Et l’on retrouve encore la raison de la joie et de l’allégresse, de la louange reconnaissante : « Quoniam veniet Dominus » « Car ton Seigneur vient « in regnum aeternum », pour un règne éternel. Et si la venue du Messie est source de la joie, cette joie est aussi éternelle puisque son règne est lui-même éternel. C’est la quatrième antienne.

Et ce thème est repris aussi dans la cinquième antienne car l’amour aime se dire et se manifester et se répéter : « Ecce Dominus noster…Voici notre Seigneur qui vient avec puissance pour faire briller sa lumière aux yeux de ses serviteurs. La lumière de Noël n’est pas seulement l’astre qui conduira les Mages à l’étable de Bethlehem. Elle est surtout le Christ qui est la lumière.

Alors l’Epître et l’Evangile n’ont plus qu’à certifier le fait de la venue du Messie, sa réalisation dans le temps et d’exposer sa finalité, raison de notre joie : le salut.

L’Evangile nous dit le fait : « Es-tu celui qui dois venir ou devons nous en attendre un autre ? » C’est là une question capitale, centrale, déterminante. Il fallait qu’elle soit posée. Il fallait que l’identité soit affirmée, soit reconnue pour être ensuite dite : « Allez enseigner toutes les Nations ». Ce n’est pas rien. Saint Jean Baptiste pose la question unique et définitive….Il y a eu un avant et un après la question johannique . Cette question est au cœur de l’Histoire, comme le Christ lui-même est au cœur de l’Histoire.

Question absolue.

La réponse est aussi absolue que la question, aussi limpide, aussi pure, royale que la question.
« Allez dire à Jean ce que vous entendez et voyez. Les aveugles voient ! Les estropiés marchent ! Les lépreux sont purifiés ! Les sourds entendent ! Les morts ressuscitent ! La Bonne Nouvelle est annoncée aux pauvres ».
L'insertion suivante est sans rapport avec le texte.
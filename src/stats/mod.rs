//! Run statistics
//!
//! Session tasks never share counters. Each one produces a
//! [`TaskResult`](crate::task::TaskResult), and the single-owner
//! [`Aggregator`](aggregator::Aggregator) folds them into a [`Summary`] in
//! whatever order they arrive. All folds are sums, set unions and histogram
//! records, so the order does not change the result.
//!
//! Rates are derived once at the end, from the totals and the wall-clock
//! elapsed time measured by the scheduler. A zero elapsed time or an empty run
//! yields zero rates and raises [`Summary::no_data_moved`], never NaN or
//! infinity.

pub mod aggregator;
pub mod histogram;

use crate::config::Mode;
use std::collections::{BTreeMap, BTreeSet};
use std::time::Duration;

/// Fixed operation size used to derive IOPS from bytes
pub const IOP_SIZE: u64 = 4096;

/// Totals for one mode
#[derive(Debug, Clone, Copy, Default, PartialEq, Eq)]
pub struct ModeTotals {
    pub tasks: usize,
    pub completed: usize,
    pub bytes_moved: u64,
    pub bytes_written: u64,
    pub files_churned: u64,
}

/// Percentiles of session task lifetimes
#[derive(Debug, Clone, Copy, Default, PartialEq, Eq)]
pub struct SessionLifetimes {
    pub p50: Option<Duration>,
    pub p90: Option<Duration>,
    pub p99: Option<Duration>,
    pub max: Option<Duration>,
}

/// Run-level summary
#[derive(Debug, Clone, PartialEq)]
pub struct Summary {
    /// Host that ran this instance
    pub hostname: String,
    pub tasks_attempted: usize,
    pub tasks_completed: usize,
    pub tasks_failed: usize,
    /// Tasks that connected and attached
    pub sessions_established: usize,
    /// Tasks that failed to connect or attach
    pub sessions_failed: usize,
    pub bytes_moved: u64,
    pub bytes_read: u64,
    pub bytes_written: u64,
    pub files_churned: u64,
    pub skipped_reads: u64,
    pub elapsed: Duration,
    /// Bytes moved per second
    pub throughput: f64,
    /// Bytes written per second
    pub write_throughput: f64,
    /// Bytes moved / [`IOP_SIZE`] per second
    pub iops: f64,
    pub modes: BTreeSet<Mode>,
    pub per_mode: BTreeMap<Mode, ModeTotals>,
    pub session_lifetimes: SessionLifetimes,
    /// Fail-fast ended the run before every result arrived
    pub stopped_early: bool,
    /// Nothing completed or no bytes moved; `throughput` and `iops` are zero
    pub no_data_moved: bool,
}

impl Summary {
    /// Every attempted task completed
    pub fn all_completed(&self) -> bool {
        self.tasks_completed == self.tasks_attempted
    }

    /// No bytes went over the wire in either direction
    pub fn is_idle(&self) -> bool {
        self.no_data_moved && self.bytes_written == 0
    }
}

/// Name of this host, for telling instance summaries apart
pub fn local_hostname() -> String {
    hostname::get()
        .ok()
        .and_then(|h| h.into_string().ok())
        .unwrap_or_else(|| "unknown".to_string())
}

#[cfg(test)]
mod tests {
    use super::*;

    #[test]
    fn test_local_hostname_not_empty() {
        assert!(!local_hostname().is_empty());
    }
}
//! JSON output formatting
//!
//! Serializes the run summary, the configuration it ran with (credentials
//! excluded) and, optionally, every task result. A multi-host launcher can
//! collect one such file per instance and tell them apart by hostname.

use crate::config::Config;
use crate::stats::{ModeTotals, Summary};
use crate::task::{TaskPhase, TaskResult};
use crate::util::time::{format_bytes, format_duration, format_throughput};
use crate::Result;
use anyhow::Context;
use serde::{Deserialize, Serialize};
use std::collections::BTreeMap;
use std::fs::File;
use std::io::{BufWriter, Write};
use std::path::Path;
use std::time::Duration;

/// Duration with both microseconds and human-readable format
#[derive(Debug, Clone, Serialize, Deserialize)]
pub struct JsonDuration {
    pub micros: u64,
    pub human: String,
}

impl JsonDuration {
    pub fn from_duration(d: Duration) -> Self {
        Self {
            micros: d.as_micros() as u64,
            human: format_duration(d),
        }
    }
}

/// Throughput with bytes/sec and human-readable format
#[derive(Debug, Clone, Serialize, Deserialize)]
pub struct JsonThroughput {
    pub bytes_per_sec: u64,
    pub human: String,
}

impl JsonThroughput {
    pub fn new(bytes_per_sec: f64) -> Self {
        Self {
            bytes_per_sec: bytes_per_sec as u64,
            human: format_throughput(bytes_per_sec),
        }
    }
}

/// Configuration echo
#[derive(Debug, Clone, Serialize, Deserialize)]
pub struct JsonRunConfig {
    pub server: String,
    pub share: String,
    pub backend: String,
    pub client_id: String,
    pub mode: String,
    pub num_tasks: usize,
    pub block_size: u64,
    pub max_file_size: u64,
    #[serde(skip_serializing_if = "Option::is_none")]
    pub iops_reads: Option<u64>,
    #[serde(skip_serializing_if = "Option::is_none")]
    pub random_ops: Option<u64>,
    #[serde(skip_serializing_if = "Option::is_none")]
    pub read_percent: Option<u8>,
    pub fail_fast: bool,
    pub retry_attempts: u32,
    pub retry_delay_ms: u64,
}

/// Session lifetime percentiles
#[derive(Debug, Clone, Serialize, Deserialize)]
pub struct JsonLifetimes {
    #[serde(skip_serializing_if = "Option::is_none")]
    pub p50: Option<JsonDuration>,
    #[serde(skip_serializing_if = "Option::is_none")]
    pub p90: Option<JsonDuration>,
    #[serde(skip_serializing_if = "Option::is_none")]
    pub p99: Option<JsonDuration>,
    #[serde(skip_serializing_if = "Option::is_none")]
    pub max: Option<JsonDuration>,
}

#[derive(Debug, Clone, Serialize, Deserialize)]
pub struct JsonModeTotals {
    pub tasks: usize,
    pub completed: usize,
    pub bytes_moved: u64,
    pub bytes_written: u64,
    pub files_churned: u64,
}

impl From<&ModeTotals> for JsonModeTotals {
    fn from(t: &ModeTotals) -> Self {
        Self {
            tasks: t.tasks,
            completed: t.completed,
            bytes_moved: t.bytes_moved,
            bytes_written: t.bytes_written,
            files_churned: t.files_churned,
        }
    }
}

#[derive(Debug, Clone, Serialize, Deserialize)]
pub struct JsonSummary {
    pub hostname: String,
    pub tasks_attempted: usize,
    pub tasks_completed: usize,
    pub tasks_failed: usize,
    pub sessions_established: usize,
    pub sessions_failed: usize,
    pub bytes_moved: u64,
    pub bytes_moved_human: String,
    pub bytes_read: u64,
    pub bytes_written: u64,
    pub files_churned: u64,
    pub skipped_reads: u64,
    pub elapsed: JsonDuration,
    pub throughput: JsonThroughput,
    pub write_throughput: JsonThroughput,
    pub iops: f64,
    pub modes: Vec<String>,
    pub per_mode: BTreeMap<String, JsonModeTotals>,
    pub session_lifetimes: JsonLifetimes,
    pub stopped_early: bool,
    pub no_data_moved: bool,
}

#[derive(Debug, Clone, Serialize, Deserialize)]
pub struct JsonTaskResult {
    pub task_index: usize,
    pub mode: String,
    pub bytes_transferred: u64,
    pub bytes_read: u64,
    pub bytes_written: u64,
    pub files_created: u64,
    pub skipped_reads: u64,
    pub duration: JsonDuration,
    #[serde(skip_serializing_if = "Option::is_none")]
    pub error: Option<String>,
    #[serde(skip_serializing_if = "Option::is_none")]
    pub failed_phase: Option<TaskPhase>,
}

/// Top-level JSON document
#[derive(Debug, Clone, Serialize, Deserialize)]
pub struct JsonRunOutput {
    /// RFC 3339 time the document was written
    pub generated_at: String,
    pub config: JsonRunConfig,
    pub summary: JsonSummary,
    #[serde(skip_serializing_if = "Option::is_none")]
    pub tasks: Option<Vec<JsonTaskResult>>,
}

/// Build JsonRunConfig from Config
pub fn build_run_config(config: &Config) -> JsonRunConfig {
    use crate::config::Mode;

    let workload = &config.workload;
    JsonRunConfig {
        server: config.share.server.clone(),
        share: config.share.share.clone(),
        backend: config.share.backend.to_string(),
        client_id: config.runtime.client_id.clone(),
        mode: workload.mode.label().to_string(),
        num_tasks: workload.num_tasks,
        block_size: workload.block_size,
        max_file_size: workload.max_file_size,
        iops_reads: (workload.mode == Mode::ReadIops).then_some(workload.iops_reads),
        random_ops: (workload.mode == Mode::RandomIo).then_some(workload.random_ops),
        read_percent: (workload.mode == Mode::RandomIo).then_some(workload.read_percent),
        fail_fast: config.runtime.fail_fast,
        retry_attempts: config.runtime.retry.max_attempts,
        retry_delay_ms: config.runtime.retry.delay_ms,
    }
}

pub fn build_summary(summary: &Summary) -> JsonSummary {
    let lifetimes = &summary.session_lifetimes;
    JsonSummary {
        hostname: summary.hostname.clone(),
        tasks_attempted: summary.tasks_attempted,
        tasks_completed: summary.tasks_completed,
        tasks_failed: summary.tasks_failed,
        sessions_established: summary.sessions_established,
        sessions_failed: summary.sessions_failed,
        bytes_moved: summary.bytes_moved,
        bytes_moved_human: format_bytes(summary.bytes_moved),
        bytes_read: summary.bytes_read,
        bytes_written: summary.bytes_written,
        files_churned: summary.files_churned,
        skipped_reads: summary.skipped_reads,
        elapsed: JsonDuration::from_duration(summary.elapsed),
        throughput: JsonThroughput::new(summary.throughput),
        write_throughput: JsonThroughput::new(summary.write_throughput),
        iops: summary.iops,
        modes: summary.modes.iter().map(|m| m.label().to_string()).collect(),
        per_mode: summary
            .per_mode
            .iter()
            .map(|(mode, totals)| (mode.label().to_string(), JsonModeTotals::from(totals)))
            .collect(),
        session_lifetimes: JsonLifetimes {
            p50: lifetimes.p50.map(JsonDuration::from_duration),
            p90: lifetimes.p90.map(JsonDuration::from_duration),
            p99: lifetimes.p99.map(JsonDuration::from_duration),
            max: lifetimes.max.map(JsonDuration::from_duration),
        },
        stopped_early: summary.stopped_early,
        no_data_moved: summary.no_data_moved,
    }
}

pub fn build_task_result(result: &TaskResult) -> JsonTaskResult {
    JsonTaskResult {
        task_index: result.task_index,
        mode: result.mode.label().to_string(),
        bytes_transferred: result.bytes_transferred,
        bytes_read: result.bytes_read,
        bytes_written: result.bytes_written,
        files_created: result.files_created,
        skipped_reads: result.skipped_reads,
        duration: JsonDuration::from_duration(result.duration),
        error: result.failure.as_ref().map(|f| f.message.clone()),
        failed_phase: result.failure.as_ref().map(|f| f.phase),
    }
}

/// Assemble the full document; tasks are sorted by index
pub fn build_run_output(config: &Config, summary: &Summary, tasks: Option<&[TaskResult]>) -> JsonRunOutput {
    let tasks = tasks.map(|results| {
        let mut tasks: Vec<_> = results.iter().map(build_task_result).collect();
        tasks.sort_by_key(|t| t.task_index);
        tasks
    });

    JsonRunOutput {
        generated_at: chrono::Local::now().to_rfc3339(),
        config: build_run_config(config),
        summary: build_summary(summary),
        tasks,
    }
}

/// Write JSON output to file
pub fn write_json_output(output_path: &Path, output: &JsonRunOutput) -> Result<()> {
    let file = File::create(output_path)
        .with_context(|| format!("Failed to create JSON output: {}", output_path.display()))?;
    let mut writer = BufWriter::new(file);
    serde_json::to_writer_pretty(&mut writer, output)
        .with_context(|| format!("Failed to write JSON output: {}", output_path.display()))?;
    writer.flush()?;
    Ok(())
}

#[cfg(test)]
mod tests {
    use super::*;
    use crate::config::Mode;
    use crate::stats::aggregator::Aggregator;
    use crate::workload::WorkloadOutcome;

    fn results() -> Vec<TaskResult> {
        let outcome = WorkloadOutcome {
            bytes_read: 4096,
            bytes_written: 4096,
            files_created: 11,
            skipped_reads: 0,
        };
        vec![
            TaskResult::failed(1, Mode::Default, TaskPhase::Connect, "refused", Duration::from_millis(3)),
            TaskResult::completed(0, Mode::Default, 4096, outcome, Duration::from_millis(40)),
        ]
    }

    fn summary(results: &[TaskResult]) -> Summary {
        let mut aggregator = Aggregator::new(results.len()).with_hostname("host-a");
        for r in results {
            aggregator.add(r);
        }
        aggregator.finish(Duration::from_secs(1))
    }

    #[test]
    fn test_run_output_shape() {
        let mut config = Config::default();
        config.share.credentials.password = "hunter2".to_string();
        let results = results();
        let output = build_run_output(&config, &summary(&results), Some(results.as_slice()));

        let value = serde_json::to_value(&output).unwrap();
        assert_eq!(value["summary"]["hostname"], "host-a");
        assert_eq!(value["summary"]["tasks_completed"], 1);
        assert_eq!(value["summary"]["sessions_failed"], 1);
        assert_eq!(value["config"]["mode"], "default");
        assert!(value["config"].get("iops_reads").is_none());

        let tasks = value["tasks"].as_array().unwrap();
        assert_eq!(tasks[0]["task_index"], 0);
        assert!(tasks[0].get("error").is_none());
        assert_eq!(tasks[1]["failed_phase"], "connect");

        assert!(!serde_json::to_string(&output).unwrap().contains("hunter2"));
    }

    #[test]
    fn test_tasks_omitted() {
        let results = results();
        let output = build_run_output(&Config::default(), &summary(&results), None);
        let value = serde_json::to_value(&output).unwrap();
        assert!(value.get("tasks").is_none());
    }

    #[test]
    fn test_write_json_output() {
        let dir = tempfile::tempdir().unwrap();
        let path = dir.path().join("run.json");
        let results = results();
        let output = build_run_output(&Config::default(), &summary(&results), Some(results.as_slice()));

        write_json_output(&path, &output).unwrap();
        let parsed: JsonRunOutput = serde_json::from_str(&std::fs::read_to_string(&path).unwrap()).unwrap();
        assert_eq!(parsed.summary.files_churned, 11);
        assert_eq!(parsed.tasks.unwrap().len(), 2);
    }
}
Ce sont là les miracles qui devaient annoncer la venue du temps messianique. Le Messie fut annoncé comme « thaumaturge » ! Isaïe l’affirme. Rien donc de plus clair, de plus net, de plus évident. Il ne s’agit pas d’arguments, de démonstrations, de choses subtiles. Non ! Des faits. Les sourds entendent, les morts ressuscitent ». Tout cela est constatable, simple, franc. Il est vrai de dire : « Verum et factum convertuntur ». C’est le Messie. C’est le temps du salut apporté, donné.

Et l’Epître nous donne la finalité du Messie : la paix établie, rétablie par le Messie entre le peuple élu et Dieu, paix réalisée au titre des promesses de l’Alliance faite par Dieu à Abraham. Paix réalisée aussi entre Dieu et les gentils…mais cette fois en raison de la miséricorde divine. Paix de tous les peuples avec Dieu. Mais aussi paix des peuples entre eux. Paix de tous et sur la terre comme aux Cieux. Raison de la joie du peuple. Raison de l’espérance du peuple. Raison de la gloire due à Dieu. Ainsi, d’un même cœur, d’une seule bouche, rendez gloire au Dieu et Père de NSJC.
Alors on comprend la conclusion de Saint Paul. Dans une émotion totale, il déclare : « Que le Dieu de l’espérance - Deus spei - notez, je vous prie, l’expression - vous remplisse de toute joie et de toute paix en votre foi pour que vous soyez riches d’espérance par la puissance de l’Esprit Saint ». Amen.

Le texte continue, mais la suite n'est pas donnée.